Los atrasos salariales por sentencia judicial se imputan al año en que la resolución adquiere firmeza

Un funcionario recibe en 2026 el pago de complementos salariales reconocidos por una sentencia firme de 2025. La DGT resuelve que estos atrasos deben tributar en 2025 y analiza la aplicación de la reducción por irregularidad y el tratamiento de las costas procesales.

La cuestión planteada

Cuestión planteada 1º Respecto a las cuantías percibidas que no se corresponden con el periodo impositivo 2026: imputación temporal, posibilidad de aplicación de la reducción del 30 por ciento (si, en concreto, la misma solo podría aplicarse a las cuantías correspondientes a los periodos impositivos 2021 y 2022) y retención aplicable.

El criterio de la DGT

Los rendimientos del trabajo pendientes de resolución judicial se imputan al periodo en que la sentencia adquiere firmeza.

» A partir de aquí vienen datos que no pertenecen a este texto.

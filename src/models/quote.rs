//! 行情数据模型
//!
//! 上游接口的数值字段可能是字符串（带千分位逗号）也可能是数字

use serde::{Deserialize, Serialize};

use crate::error::PredictError;

/// 上游返回的原始字段值
#[derive(Debug, Clone, PartialEq, Serialize, Deserialize)]
#[serde(untagged)]
pub enum FieldValue {
    Text(String),
    Number(serde_json::Number),
}

impl FieldValue {
    fn to_text(&self) -> String {
        match self {
            FieldValue::Text(s) => s.clone(),
            FieldValue::Number(n) => n.to_string(),
        }
    }
}

/// 上游 `datas` 数组中的一条行情记录
#[derive(Debug, Clone, Default, Serialize, Deserialize)]
pub struct RawQuote {
    /// 股票代码
    #[serde(default, rename = "cd", alias = "itemCode")]
    pub code: Option<String>,
    /// 股票名称
    #[serde(default, rename = "nm")]
    pub name: Option<String>,
    /// 现价
    #[serde(default, rename = "closePrice")]
    pub close_price: Option<FieldValue>,
    /// 涨跌幅（百分比）
    #[serde(default, rename = "fluctuationsRatio")]
    pub fluctuations_ratio: Option<FieldValue>,
    /// 累计成交量
    #[serde(default, rename = "accTradeVolume")]
    pub acc_trade_volume: Option<FieldValue>,
    /// 5 个周期的累计成交量
    #[serde(default, rename = "accTradeVolume5")]
    pub acc_trade_volume5: Option<FieldValue>,
}

/// 解析后的行情，仅在单次请求内使用
#[derive(Debug, Clone, PartialEq)]
pub struct Quote {
    pub code: String,
    pub name: String,
    pub close_price: i64,
    pub fluctuations_ratio: f64,
    pub acc_trade_volume: i64,
    pub acc_trade_volume5: i64,
}

impl Quote {
    /// 将原始记录解析为数值类型，代码缺失时使用请求的代码
    pub fn from_raw(raw: RawQuote, requested_code: &str) -> Result<Self, PredictError> {
        Ok(Self {
            close_price: parse_integer("closePrice", raw.close_price.as_ref())?,
            fluctuations_ratio: parse_float("fluctuationsRatio", raw.fluctuations_ratio.as_ref())?,
            acc_trade_volume: parse_integer("accTradeVolume", raw.acc_trade_volume.as_ref())?,
            acc_trade_volume5: parse_integer("accTradeVolume5", raw.acc_trade_volume5.as_ref())?,
            code: raw
                .code
                .filter(|c| !c.is_empty())
                .unwrap_or_else(|| requested_code.to_string()),
            name: raw.name.unwrap_or_default(),
        })
    }
}

fn clean_numeric(value: &FieldValue) -> String {
    value.to_text().trim().replace(',', "")
}

fn malformed(field: &'static str, value: Option<&FieldValue>) -> PredictError {
    PredictError::MalformedField {
        field,
        value: value.map(FieldValue::to_text).unwrap_or_else(|| "null".to_string()),
    }
}

/// 小数按向零截断
fn parse_integer(field: &'static str, value: Option<&FieldValue>) -> Result<i64, PredictError> {
    let text = value.map(clean_numeric).ok_or_else(|| malformed(field, value))?;

    if let Ok(n) = text.parse::<i64>() {
        return Ok(n);
    }
    match text.parse::<f64>() {
        Ok(f) if f.is_finite() => Ok(f.trunc() as i64),
        _ => Err(malformed(field, value)),
    }
}

fn parse_float(field: &'static str, value: Option<&FieldValue>) -> Result<f64, PredictError> {
    let text = value.map(clean_numeric).ok_or_else(|| malformed(field, value))?;

    match text.parse::<f64>() {
        Ok(f) if f.is_finite() => Ok(f),
        _ => Err(malformed(field, value)),
    }
}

Si se perciben en un periodo distinto, se debe realizar una autoliquidación complementaria sin sanción. La reducción del 30% es aplicable si el periodo de generación es superior a dos años y no se ha aplicado en los cinco periodos anteriores. Respecto a las costas, la indemnización recibida es una ganancia patrimonial, pudiendo deducirse los gastos incurridos en el pleito.

Implicaciones prácticas

  • Los atrasos salariales deben tributar en el ejercicio en que la sentencia judicial adquiere firmeza.
  • El cobro de cuantías en un ejercicio distinto al de su imputación obliga a presentar autoliquidaciones complementarias.
  • La reducción por irregularidad del 30% requiere que el periodo de generación sea superior a dos años.
  • Las indemnizaciones por costas procesales tributan como ganancias patrimoniales permitiendo la deducción de gastos.

Puntos de planificación

  • Valorar la aplicación de la reducción por irregularidad según el periodo de generación de los atrasos.
  • Evaluar el impacto de la imputación temporal en la base imponible del ejercicio de la firmeza.
  • Analizar el tratamiento de las costas procesales como ganancia patrimonial frente a los gastos incurridos.

Checklist

  • Verificar la fecha de firmeza de la sentencia judicial para determinar el periodo impositivo.
  • Comprobar si el periodo de generación de los rendimientos supera los dos años.
  • Confirmar que la reducción del 30% no se haya aplicado en los cinco periodos anteriores.
  • Identificar los gastos incurridos en el pleito para su deducción en la ganancia patrimonial.
  • Realizar autoliquidaciones complementarias si el cobro se produce en un ejercicio distinto al de la imputación.

Por qué importa

Esta consulta establece criterio vinculante para supuestos similares. A continuación, el impacto específico por perfil de contribuyente.

Texto íntegro de la consulta (fuente: DGT)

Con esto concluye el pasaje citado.